I am very intrigued how you all are able to trace your ancestry back so far. And how did you do it? 

Here it often gets already complicated after four/five generations because of many reasons. Bad handwriting on official documents, wrong spelled names, children out of wedlock (that are said to be the children of the mother instead of the daughter for example) and the further you go back the harder it gets (as long as you are not royalty). The writing of names often wasn’t always correct, papers missing, changing of family names, no photographs or letters.

It is actually really hard to trace back if you are not a genealogist and know all the tools. Often people find connections that wouldn’t hold a proper check. Especially with all those internet programs that highly rely on the idea that the paperwork they have as a basis is correct. 

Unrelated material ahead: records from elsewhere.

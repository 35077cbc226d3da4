//! Donation domain: clickable tip jars, the donation overlay, amount
//! entry, and fire-and-forget transfer dispatch.
//!
//! One overlay serves every jar in the scene. Clicking a jar's collider
//! stamps it into [`ActiveJar`] and opens [`DonationOverlay::Open`];
//! accepting parses the entered amount, hands the transfer to
//! [`crate::wallet::Wallet`] on a background task, and closes without
//! waiting for the outcome. The task's result is logged when it resolves
//! and never reopens the overlay.

pub mod amount;
pub mod atlas;
pub mod jar;
pub mod overlay;
pub mod transfer;

use bevy::prelude::*;

// === Constants ===

/// Prompt shown while the cursor rests on a jar's collider.
pub const HOVER_PROMPT: &str = "Tip Performer";

/// Jar sprite footprint in world units, before per-box scale.
pub const JAR_SPRITE_SIZE: Vec2 = Vec2::new(64.0, 64.0);

/// Clickable collider box, slightly tighter than the sprite so clicks
/// land on the jar art rather than its margins.
pub const JAR_COLLIDER_SIZE: Vec2 = Vec2::new(48.0, 48.0);

// === Scene Configuration ===

/// Where one jar sits and where its donations go.
#[derive(Debug, Clone, Reflect)]
pub struct DonationBoxConfig {
    /// World position of the jar and its collider.
    pub position: Vec2,
    /// Per-axis scale applied to the sprite and the collider.
    pub scale: Vec2,
    /// Rotation in radians.
    pub rotation: f32,
    /// Recipient wallet address.
    pub address: String,
    /// Amount seeded into the overlay until the visitor submits another.
    pub default_amount: f64,
}

/// All donation boxes for the current scene. Injected through
/// [`DonationPlugin`]; empty when no scene configuration was provided.
#[derive(Resource, Debug, Clone, Default, Reflect)]
#[reflect(Resource)]
pub struct DonationConfig {
    pub boxes: Vec<DonationBoxConfig>,
}

/// The jar the overlay is currently serving. `None` while closed.
#[derive(Resource, Debug, Clone, Copy, Default, Reflect)]
#[reflect(Resource)]
pub struct ActiveJar(pub Option<Entity>);

/// Donation overlay states. Orthogonal to `GameState` — the overlay
/// sits on top of the venue while `GameState::Playing` is active.
#[derive(States, Debug, Clone, Copy, PartialEq, Eq, Hash, Default)]
pub enum DonationOverlay {
    /// Overlay hidden; jars accept clicks.
    #[default]
    Closed,
    /// Overlay visible for the jar in [`ActiveJar`].
    Open,
}

/// Hands the scene's donation boxes to the app. Constructed explicitly
/// by the binary (or a test) so nothing in the crate reads global state.
#[derive(Debug)]
pub struct DonationPlugin {
    boxes: Vec<DonationBoxConfig>,
}

impl DonationPlugin {
    #[must_use]
    pub fn new(boxes: Vec<DonationBoxConfig>) -> Self {
        Self { boxes }
    }
}

impl Plugin for DonationPlugin {
    fn build(&self, app: &mut App) {
        app.insert_resource(DonationConfig {
            boxes: self.boxes.clone(),
        });
    }
}

pub(super) fn plugin(app: &mut App) {
    app.init_state::<DonationOverlay>();
    app.init_resource::<DonationConfig>();
    app.init_resource::<ActiveJar>();
    app.register_type::<DonationConfig>();
    app.register_type::<ActiveJar>();

    app.add_plugins((
        jar::plugin,
        overlay::plugin,
        amount::plugin,
        transfer::plugin,
    ));
}
//! Tests for app wiring and screen state transitions.

use bevy::input::InputPlugin;
use bevy::prelude::*;
use bevy::state::app::StatesPlugin;
use pretty_assertions::assert_eq;
use tip_jar::GameState;
use tip_jar::donation::jar::{JarCollider, TipJar};
use tip_jar::donation::overlay::DonationRoot;
use tip_jar::donation::{DonationBoxConfig, DonationOverlay, DonationPlugin};

fn create_game_app() -> App {
    let mut app = App::new();
    app.add_plugins(MinimalPlugins);
    app.add_plugins(StatesPlugin);
    app.add_plugins(InputPlugin);
    app.add_plugins(tip_jar::plugin);
    app.add_plugins(DonationPlugin::new(vec![DonationBoxConfig {
        position: Vec2::new(260.0, -120.0),
        scale: Vec2::ONE,
        rotation: 0.0,
        address: "0xperformer".to_string(),
        default_amount: 10.0,
    }]));
    app
}

#[test]
fn game_initializes_in_loading_state() {
    let app = create_game_app();
    let state = app.world().resource::<State<GameState>>();
    assert_eq!(*state.get(), GameState::Loading);
}

#[test]
fn headless_loading_resolves_to_playing() {
    let mut app = create_game_app();
    app.update();
    app.update();

    let state = app.world().resource::<State<GameState>>();
    assert_eq!(*state.get(), GameState::Playing);
}

#[test]
fn overlay_starts_closed() {
    let app = create_game_app();
    let state = app.world().resource::<State<DonationOverlay>>();
    assert_eq!(*state.get(), DonationOverlay::Closed);
}

#[test]
fn venue_spawns_configured_jars() {
    let mut app = create_game_app();
    app.update();
    app.update();
    app.update();

    let mut jars = app.world_mut().query_filtered::<(), With<TipJar>>();
    assert_eq!(jars.iter(app.world()).count(), 1);

    let mut colliders = app.world_mut().query_filtered::<(), With<JarCollider>>();
    assert_eq!(colliders.iter(app.world()).count(), 1);

    let mut overlays = app.world_mut().query_filtered::<(), With<DonationRoot>>();
    assert_eq!(overlays.iter(app.world()).count(), 1);
}
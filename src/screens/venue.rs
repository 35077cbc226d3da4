//! Venue dressing: backdrop and stage sprites behind the jars.

use bevy::prelude::*;

use crate::theme::palette;
use crate::{GameState, Z_BACKDROP, Z_STAGE};

/// Stage platform size in world units.
const STAGE_SIZE: Vec2 = Vec2::new(560.0, 200.0);
/// Stage center offset from the origin.
const STAGE_OFFSET: Vec2 = Vec2::new(0.0, 40.0);
/// Backdrop extends well past any reasonable window.
const BACKDROP_SIZE: Vec2 = Vec2::new(4096.0, 2304.0);

pub(super) fn plugin(app: &mut App) {
    app.add_systems(OnEnter(GameState::Playing), spawn_venue);
}

fn spawn_venue(mut commands: Commands) {
    commands.spawn((
        Name::new("Backdrop"),
        Sprite::from_color(palette::BACKGROUND, BACKDROP_SIZE),
        Transform::from_translation(Vec2::ZERO.extend(Z_BACKDROP)),
        DespawnOnExit(GameState::Playing),
    ));

    commands.spawn((
        Name::new("Stage"),
        Sprite::from_color(palette::STAGE, STAGE_SIZE),
        Transform::from_translation(STAGE_OFFSET.extend(Z_STAGE)),
        DespawnOnExit(GameState::Playing),
    ));
}
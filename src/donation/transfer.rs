//! Fire-and-forget transfer dispatch.
//!
//! Accepting a donation spawns a background task and moves on; the
//! overlay reports "request submitted", never "transfer confirmed".
//! Each task is parked in a [`PendingTransfer`] entity so its outcome
//! can be logged when it resolves, then discarded. Outcomes never feed
//! back into the overlay.

use bevy::prelude::*;
use bevy::tasks::futures_lite::future;
use bevy::tasks::{IoTaskPool, Task};

use crate::GameSet;
use crate::wallet::{TransferReceipt, Wallet, WalletError};

/// A dispatched transfer whose outcome has not been observed yet.
#[derive(Component)]
pub struct PendingTransfer {
    pub address: String,
    pub amount: f64,
    task: Task<Result<TransferReceipt, WalletError>>,
}

pub(super) fn plugin(app: &mut App) {
    app.add_systems(Update, poll_transfers.in_set(GameSet::Logic));
}

/// Hands `amount` to the wallet on a background task and returns
/// immediately.
pub fn queue_transfer(commands: &mut Commands, wallet: &Wallet, address: String, amount: f64) {
    let task_wallet = wallet.clone();
    let task_address = address.clone();
    let task = IoTaskPool::get().spawn(async move { task_wallet.send(&task_address, amount) });

    info!("donating {amount} to {address}");
    commands.spawn((
        Name::new("Pending Transfer"),
        PendingTransfer {
            address,
            amount,
            task,
        },
    ));
}

/// Logs and discards transfers whose task has resolved. Runs in every
/// state; a transfer may outlive the overlay that dispatched it.
fn poll_transfers(mut commands: Commands, mut transfers: Query<(Entity, &mut PendingTransfer)>) {
    for (entity, mut transfer) in &mut transfers {
        let Some(outcome) = future::block_on(future::poll_once(&mut transfer.task)) else {
            continue;
        };

        match outcome {
            Ok(receipt) => info!(
                "transfer of {} to {} confirmed ({})",
                transfer.amount, transfer.address, receipt.tx_id
            ),
            Err(error) => warn!(
                "transfer of {} to {} failed: {error}",
                transfer.amount, transfer.address
            ),
        }
        commands.entity(entity).despawn();
    }
}

#[cfg(test)]
mod integration_tests {
    use std::sync::Mutex;
    use std::sync::mpsc::{Receiver, sync_channel};
    use std::time::Duration;

    use bevy::ecs::system::RunSystemOnce;

    use super::*;
    use crate::testing::assert_entity_count;
    use crate::wallet::WalletTransfer;
    use pretty_assertions::assert_eq;

    /// Wallet that blocks each transfer until the test sends an outcome.
    struct GatedWallet {
        gate: Mutex<Receiver<Result<TransferReceipt, WalletError>>>,
    }

    impl WalletTransfer for GatedWallet {
        fn send(&self, _address: &str, _amount: f64) -> Result<TransferReceipt, WalletError> {
            let gate = self.gate.lock().unwrap();
            // A dropped sender means the test is done with this transfer.
            gate.recv().unwrap_or(Err(WalletError::Unavailable))
        }
    }

    struct RefusingWallet;

    impl WalletTransfer for RefusingWallet {
        fn send(&self, _address: &str, _amount: f64) -> Result<TransferReceipt, WalletError> {
            Err(WalletError::Rejected("insufficient funds".to_string()))
        }
    }

    fn queue_test_transfer(app: &mut App, address: &str, amount: f64) {
        let address = address.to_string();
        app.world_mut()
            .run_system_once(move |mut commands: Commands, wallet: Res<Wallet>| {
                queue_transfer(&mut commands, &wallet, address.clone(), amount);
            })
            .unwrap();
    }

    /// Spins updates until no transfer is pending (bounded).
    fn wait_for_resolution(app: &mut App) {
        for _ in 0..100 {
            app.update();
            let mut query = app.world_mut().query::<&PendingTransfer>();
            if query.iter(app.world()).count() == 0 {
                return;
            }
            std::thread::sleep(Duration::from_millis(5));
        }
        panic!("transfer task never resolved");
    }

    #[test]
    fn queue_parks_a_pending_transfer() {
        let (_tx, rx) = sync_channel(1);
        let mut app = crate::testing::create_base_test_app();
        app.insert_resource(Wallet::new(GatedWallet {
            gate: Mutex::new(rx),
        }));
        app.add_systems(Update, poll_transfers);

        queue_test_transfer(&mut app, "0xabc", 25.5);
        app.update();
        app.update();

        // Task is still blocked on the gate, so the entity stays parked.
        let mut query = app.world_mut().query::<&PendingTransfer>();
        let pending = query.single(app.world()).unwrap();
        assert_eq!(pending.address, "0xabc");
        assert_eq!(pending.amount, 25.5);
    }

    #[test]
    fn confirmed_transfer_is_discarded() {
        let (tx, rx) = sync_channel(1);
        let mut app = crate::testing::create_base_test_app();
        app.insert_resource(Wallet::new(GatedWallet {
            gate: Mutex::new(rx),
        }));
        app.add_systems(Update, poll_transfers);

        queue_test_transfer(&mut app, "0xabc", 10.0);
        tx.send(Ok(TransferReceipt {
            tx_id: "0xt".to_string(),
        }))
        .unwrap();

        wait_for_resolution(&mut app);
        assert_entity_count::<With<PendingTransfer>>(&mut app, 0);
    }

    #[test]
    fn rejected_transfer_is_discarded_quietly() {
        let mut app = crate::testing::create_base_test_app();
        app.insert_resource(Wallet::new(RefusingWallet));
        app.add_systems(Update, poll_transfers);

        queue_test_transfer(&mut app, "0xabc", 10.0);
        wait_for_resolution(&mut app);

        assert_entity_count::<With<PendingTransfer>>(&mut app, 0);
        // The failure is logged, not surfaced: the overlay state is untouched.
        assert_eq!(
            *app.world()
                .resource::<State<crate::donation::DonationOverlay>>()
                .get(),
            crate::donation::DonationOverlay::Closed
        );
    }
}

I would love to pay a genealogist to get a proper family tree. Especially since I found out there was a relative named Apollonia (found the name in an old family bible). It sounds rather exotic to me (at least for my country) so I would love to know more.

A lot of my ancestry is French Canadian. The Catholic Church kept amazing records, so it's really easy to trace back to the 1600s and beyond. The maternal side of my family that's anglo just happened to produce a lot of genealogists. To be fair, I'm also an experienced genealogist and researcher. On my dad's anglo side, I have more trouble. I've traced some of them quite far back, but a lot of the lines run into brick walls fairly quickly. My ancestors who were the most recent to immigrate to Canada, a Scottish couple, can't be traced back any farther because their names are so common.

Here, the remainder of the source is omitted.